Biomimetic Nano-Pine-Pollen Structure-Based Surface-Enhanced Raman Spectroscopy Sensing Platform for the Hypersensitive Detection of Toxicants: Cadmium and Amyloid

Abstract

In the field of surface-enhanced Raman scattering (SERS) sensors, biomimetic micro/nanostructures have been fabricated to improve sensing performance. In this study, we developed a biomimetic nano-pine-pollen nanostructure (NPP-NS)-based SERS sensing platform that enables the hypersensitive detection of toxicants, such as toxic heavy metal ions and amyloid-β oligomers. The secondary gold nanostructures of NPP-NS were formed on the silver nanostructure through a galvanic replacement reaction, which increased the surface area and created electromagnetic hotspots, enhancing the SERS responses.
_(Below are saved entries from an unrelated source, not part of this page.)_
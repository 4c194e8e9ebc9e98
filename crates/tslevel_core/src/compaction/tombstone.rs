//! Carrying deletions from merge sources onto merge targets.

use crate::collaborators::ModificationStore;
use crate::error::{CoreError, CoreResult};
use crate::resource::FileResource;
use std::sync::Arc;
use tslevel_storage::Modification;

/// Copies the deletions of `sources` onto every target.
///
/// Records whose predicate matches one in `applied` were already honoured
/// by the merge and are skipped; the rest are written with the unbounded
/// offset, since post-merge offsets do not map back to source offsets.
/// Identical predicates recorded on several sources are written once.
/// Returns the number of deletions carried.
///
/// # Errors
///
/// Returns an error if a source cannot be read or a target cannot be written.
pub fn carry_modifications(
    store: &dyn ModificationStore,
    sources: &[Arc<FileResource>],
    targets: &[Arc<FileResource>],
    applied: &[Modification],
) -> CoreResult<usize> {
    let mut remaining: Vec<Modification> = Vec::new();
    for source in sources {
        for modification in store.read(source.path())? {
            let known = applied
                .iter()
                .chain(&remaining)
                .any(|m| m.same_predicate(&modification));
            if !known {
                remaining.push(modification.unbounded());
            }
        }
    }

    for target in targets {
        for modification in &remaining {
            store.append(target.path(), modification)?;
        }
    }
    Ok(remaining.len())
}

/// Deletes the modification files of merged-away sources.
///
/// Failures are collected rather than stopping at the first one.
pub fn remove_source_modifications(
    store: &dyn ModificationStore,
    sources: &[Arc<FileResource>],
) -> Vec<(Arc<FileResource>, CoreError)> {
    sources
        .iter()
        .filter_map(|source| {
            store
                .remove(source.path())
                .err()
                .map(|err| (Arc::clone(source), err))
        })
        .collect()
}
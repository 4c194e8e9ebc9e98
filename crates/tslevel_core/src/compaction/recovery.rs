//! Undoing or finishing an interrupted merge.
//!
//! The registry is never touched here: the swap is the only step that
//! mutates it, and a cycle interrupted before the swap left it as it was.
//! Recovery only repairs the files on disk and removes the log.

use super::log::{CompactionLogAnalyzer, CompactionLogSummary};
use super::rename_to_deleted;
use crate::collaborators::ModificationStore;
use crate::error::CoreResult;
use crate::naming::TsFileName;
use std::fs;
use std::io;
use std::path::{Path, PathBuf};
use std::sync::Arc;
use tracing::{debug, info, warn};
use tslevel_storage::TsFileReader;

/// What a recovery run did.
#[derive(Debug, Clone, Default, PartialEq, Eq)]
pub struct RecoveryReport {
    /// Whether a compaction log was present.
    pub log_found: bool,
    /// Whether the log was unreadable and discarded.
    pub log_corrupted: bool,
    /// Whether the interrupted merge was kept rather than undone.
    pub merge_kept: bool,
    /// Partial target files that were deleted.
    pub removed_targets: Vec<PathBuf>,
    /// Leftover source files that were mark-deleted.
    pub deleted_sources: Vec<PathBuf>,
}

/// Inspects the compaction log of one storage group and repairs disk state.
pub struct RecoveryController {
    log_path: PathBuf,
    modifications: Arc<dyn ModificationStore>,
}

impl RecoveryController {
    /// Creates a controller for the log at `log_path`.
    pub fn new(log_path: impl Into<PathBuf>, modifications: Arc<dyn ModificationStore>) -> Self {
        Self {
            log_path: log_path.into(),
            modifications,
        }
    }

    /// Path of the log this controller inspects.
    #[must_use]
    pub fn log_path(&self) -> &Path {
        &self.log_path
    }

    /// Repairs the files named in the log, then deletes the log.
    ///
    /// If the swap had committed, or any logged source is already gone,
    /// the merge is kept: its target stays and leftover sources are
    /// mark-deleted. Otherwise the target and its split siblings are
    /// deleted. A corrupted log is discarded.
    ///
    /// # Errors
    ///
    /// Returns an error if a file cannot be deleted or renamed. The log is
    /// kept in that case so the next run retries.
    pub fn recover(&self) -> CoreResult<RecoveryReport> {
        let mut report = RecoveryReport::default();
        if !self.log_path.exists() {
            return Ok(report);
        }
        report.log_found = true;

        match CompactionLogAnalyzer::analyze(&self.log_path) {
            Ok(summary) => {
                if summary_keeps_merge(&summary) {
                    report.merge_kept = true;
                    report.deleted_sources = self.finish_sources(&summary)?;
                } else if let Some(target) = &summary.target {
                    report.removed_targets = self.remove_target_family(target)?;
                }
            }
            Err(err) => {
                warn!(log = %self.log_path.display(), error = %err, "discarding corrupted compaction log");
                report.log_corrupted = true;
            }
        }

        remove_if_exists(&self.log_path)?;
        info!(
            log = %self.log_path.display(),
            merge_kept = report.merge_kept,
            removed_targets = report.removed_targets.len(),
            deleted_sources = report.deleted_sources.len(),
            "compaction log recovered"
        );
        Ok(report)
    }

    fn finish_sources(&self, summary: &CompactionLogSummary) -> CoreResult<Vec<PathBuf>> {
        let mut deleted = Vec::new();
        for (source, _) in &summary.sources {
            if source.exists() {
                let renamed = rename_to_deleted(source)?;
                debug!(source = %source.display(), renamed = %renamed.display(), "mark-deleted leftover source");
                deleted.push(source.clone());
            }
            self.modifications.remove(source)?;
        }
        Ok(deleted)
    }

    fn remove_target_family(&self, target: &Path) -> CoreResult<Vec<PathBuf>> {
        let mut removed = Vec::new();
        let (Ok(name), Some(dir)) = (TsFileName::from_path(target), target.parent()) else {
            if target.exists() {
                fs::remove_file(target)?;
                removed.push(target.to_path_buf());
            }
            return Ok(removed);
        };
        if !dir.is_dir() {
            return Ok(removed);
        }

        for entry in fs::read_dir(dir)? {
            let path = entry?.path();
            let sibling = path
                .file_name()
                .and_then(|n| n.to_str())
                .and_then(|n| TsFileName::parse(n).ok());
            if sibling.is_some_and(|sibling| sibling.same_family(&name)) {
                fs::remove_file(&path)?;
                self.modifications.remove(&path)?;
                debug!(target = %path.display(), "removed partial merge target");
                removed.push(path);
            }
        }
        removed.sort();
        Ok(removed)
    }
}

impl std::fmt::Debug for RecoveryController {
    fn fmt(&self, f: &mut std::fmt::Formatter<'_>) -> std::fmt::Result {
        f.debug_struct("RecoveryController")
            .field("log_path", &self.log_path)
            .finish_non_exhaustive()
    }
}

/// A missing source only proves cleanup had begun if the target it was
/// merged into is complete.
fn summary_keeps_merge(summary: &CompactionLogSummary) -> bool {
    if summary.merge_finished {
        return true;
    }
    let Some(target) = &summary.target else {
        return false;
    };
    if !summary.sources.iter().any(|(path, _)| !path.exists()) {
        return false;
    }
    match TsFileReader::open(target) {
        Ok(_) => true,
        Err(err) => {
            warn!(target = %target.display(), error = %err, "source missing but merge target is incomplete");
            false
        }
    }
}

fn remove_if_exists(path: &Path) -> io::Result<()> {
    match fs::remove_file(path) {
        Err(err) if err.kind() == io::ErrorKind::NotFound => Ok(()),
        other => other,
    }
}
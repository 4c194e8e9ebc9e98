//! Recording and fault-injecting collaborators.
//!
//! These stand in for the query-side caches, the reader pool, the merge
//! writer and the selector so tests can count calls and force failures at
//! chosen points of a cycle.

use parking_lot::Mutex;
use std::collections::HashMap;
use std::path::{Path, PathBuf};
use std::sync::atomic::{AtomicUsize, Ordering};
use std::sync::Arc;
use tslevel_core::{
    CacheInvalidator, Collaborators, CoreError, CoreResult, FileMerger, FileModificationStore,
    FileResource, LocalFileMerger, MergeOutput, MergeRequest, MergeSelector, ReaderManager,
    Selection, TsFileName,
};

/// A cache that records every invalidation.
#[derive(Debug, Default)]
pub struct RecordingCache {
    calls: Mutex<HashMap<PathBuf, usize>>,
}

impl RecordingCache {
    /// Creates an empty recorder.
    pub fn new() -> Self {
        Self::default()
    }

    /// Number of invalidations seen for `path`.
    pub fn count(&self, path: &Path) -> usize {
        self.calls.lock().get(path).copied().unwrap_or(0)
    }

    /// Number of invalidations seen in total.
    pub fn total(&self) -> usize {
        self.calls.lock().values().sum()
    }
}

impl CacheInvalidator for RecordingCache {
    fn invalidate_path(&self, path: &Path) {
        *self.calls.lock().entry(path.to_path_buf()).or_insert(0) += 1;
    }
}

/// A reader manager that records every eviction.
#[derive(Debug, Default)]
pub struct RecordingReaders {
    evicted: Mutex<Vec<PathBuf>>,
}

impl RecordingReaders {
    /// Creates an empty recorder.
    pub fn new() -> Self {
        Self::default()
    }

    /// Paths evicted so far, in call order.
    pub fn evicted(&self) -> Vec<PathBuf> {
        self.evicted.lock().clone()
    }
}

impl ReaderManager for RecordingReaders {
    fn close_and_evict(&self, path: &Path) {
        self.evicted.lock().push(path.to_path_buf());
    }
}

/// Handles on the recorders inside [`recording_collaborators`].
#[derive(Debug, Clone)]
pub struct Recorders {
    /// First query cache.
    pub chunk_cache: Arc<RecordingCache>,
    /// Second query cache.
    pub metadata_cache: Arc<RecordingCache>,
    /// Reader manager.
    pub readers: Arc<RecordingReaders>,
}

/// Local merger and `.mods` store with two recording caches and a
/// recording reader manager.
pub fn recording_collaborators() -> (Collaborators, Recorders) {
    with_merger(Arc::new(LocalFileMerger::new()))
}

/// Like [`recording_collaborators`], with a custom merger.
pub fn with_merger(merger: Arc<dyn FileMerger>) -> (Collaborators, Recorders) {
    let recorders = Recorders {
        chunk_cache: Arc::new(RecordingCache::new()),
        metadata_cache: Arc::new(RecordingCache::new()),
        readers: Arc::new(RecordingReaders::new()),
    };
    let chunk_cache: Arc<dyn CacheInvalidator> = recorders.chunk_cache.clone();
    let metadata_cache: Arc<dyn CacheInvalidator> = recorders.metadata_cache.clone();
    let collaborators = Collaborators {
        merger,
        modifications: Arc::new(FileModificationStore),
        caches: vec![chunk_cache, metadata_cache],
        readers: recorders.readers.clone(),
    };
    (collaborators, recorders)
}

/// A merger that always fails.
///
/// With `partial_output` set it first writes a few bytes at the target
/// path, the way a writer interrupted mid-file would.
#[derive(Debug, Default)]
pub struct FailingMerger {
    partial_output: bool,
    calls: AtomicUsize,
}

impl FailingMerger {
    /// Fails without touching the disk.
    pub fn new() -> Self {
        Self::default()
    }

    /// Leaves a partial target behind before failing.
    pub fn with_partial_output() -> Self {
        Self {
            partial_output: true,
            calls: AtomicUsize::new(0),
        }
    }

    /// Number of merges attempted.
    pub fn calls(&self) -> usize {
        self.calls.load(Ordering::SeqCst)
    }
}

impl FileMerger for FailingMerger {
    fn merge(&self, request: &MergeRequest<'_>) -> CoreResult<MergeOutput> {
        self.calls.fetch_add(1, Ordering::SeqCst);
        if self.partial_output {
            if let Some(dir) = request.target.parent() {
                std::fs::create_dir_all(dir)?;
            }
            std::fs::write(request.target, b"TSLF partial")?;
        }
        Err(CoreError::merge_failed("injected merge failure"))
    }
}

type MergeHook = Box<dyn Fn(&MergeRequest<'_>) + Send + Sync>;

/// Runs the local merger, calling hooks around it.
///
/// `before` runs once the sources' modifications have been read; `after`
/// runs once the targets are written. Tests use them to record deletions
/// that race a merge or to hold a merge open.
pub struct HookMerger {
    inner: LocalFileMerger,
    before: Option<MergeHook>,
    after: Option<MergeHook>,
}

impl HookMerger {
    /// A merger with no hooks.
    pub fn new() -> Self {
        Self {
            inner: LocalFileMerger::new(),
            before: None,
            after: None,
        }
    }

    /// Sets the hook run before writing.
    #[must_use]
    pub fn before(mut self, hook: impl Fn(&MergeRequest<'_>) + Send + Sync + 'static) -> Self {
        self.before = Some(Box::new(hook));
        self
    }

    /// Sets the hook run after writing.
    #[must_use]
    pub fn after(mut self, hook: impl Fn(&MergeRequest<'_>) + Send + Sync + 'static) -> Self {
        self.after = Some(Box::new(hook));
        self
    }
}

impl Default for HookMerger {
    fn default() -> Self {
        Self::new()
    }
}

impl std::fmt::Debug for HookMerger {
    fn fmt(&self, f: &mut std::fmt::Formatter<'_>) -> std::fmt::Result {
        f.debug_struct("HookMerger")
            .field("before", &self.before.is_some())
            .field("after", &self.after.is_some())
            .finish()
    }
}

impl FileMerger for HookMerger {
    fn merge(&self, request: &MergeRequest<'_>) -> CoreResult<MergeOutput> {
        if let Some(hook) = &self.before {
            hook(request);
        }
        let output = self.inner.merge(request)?;
        if let Some(hook) = &self.after {
            hook(request);
        }
        Ok(output)
    }
}

/// A selector that always fails.
#[derive(Debug, Default, Clone, Copy)]
pub struct FailingSelector;

impl MergeSelector for FailingSelector {
    fn select(
        &self,
        _budget: u64,
        _sequence: &[Arc<FileResource>],
        _unsequence: &[Arc<FileResource>],
    ) -> CoreResult<Selection> {
        Err(CoreError::selection_failed("injected selection failure"))
    }
}

/// The target name a cycle derives from its first sequence source.
pub fn expected_target(first_sequence: &FileResource) -> PathBuf {
    let dir = first_sequence
        .path()
        .parent()
        .expect("Data file has no parent directory");
    first_sequence
        .name()
        .with_incremented_merge_count()
        .in_dir(dir)
}

/// Name of the `n`th split output of a merge into `target`.
pub fn split_name(target: &Path, n: u32) -> PathBuf {
    let dir = target.parent().expect("Target has no parent directory");
    TsFileName::from_path(target)
        .expect("Target name does not parse")
        .with_split(n)
        .in_dir(dir)
}

#[cfg(test)]
mod tests {
    use super::*;

    #[test]
    fn test_recording_cache_counts_per_path() {
        let cache = RecordingCache::new();
        let a = Path::new("/sg/sequence/0/1-1-0.tsfile");
        let b = Path::new("/sg/sequence/0/2-1-0.tsfile");
        cache.invalidate_path(a);
        cache.invalidate_path(a);
        cache.invalidate_path(b);
        assert_eq!(cache.count(a), 2);
        assert_eq!(cache.count(b), 1);
        assert_eq!(cache.total(), 3);
    }

    #[test]
    fn test_recording_readers_keep_order() {
        let readers = RecordingReaders::new();
        readers.close_and_evict(Path::new("/a"));
        readers.close_and_evict(Path::new("/b"));
        assert_eq!(readers.evicted(), vec![PathBuf::from("/a"), PathBuf::from("/b")]);
    }

    #[test]
    fn test_failing_selector() {
        assert!(FailingSelector.select(u64::MAX, &[], &[]).is_err());
    }

    #[test]
    fn test_split_name() {
        let target = Path::new("/sg/sequence/0/1-1-1.tsfile");
        assert_eq!(split_name(target, 2), PathBuf::from("/sg/sequence/0/1-1-1-2.tsfile"));
    }
}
Specifically, NPP-NS exhibited the most effective SERS performance with an analytical enhancement factor of 3.86 × 1013. Through experimental analysis and computational simulations, NPP-NS was optimized as a SERS sensing platform. Additionally, the sensing performance of NPP-NS was consistently highly stable for several days without structural oxidative degradation, despite being in the harsh oxidation state, owing to the secondary gold nanostructure. Moreover, we utilized the NPP-NS SERS sensor for biosensor applications capable of detecting toxicants, such as cadmium ions and amyloid-β oligomers with a detection limit of up to 10 pM, in drinking water and human plasma samples, respectively. As a pilot study, the biomimetic NPP-NS could be used as a hypersensitive SERS sensing platform to detect other biological and chemical toxicants.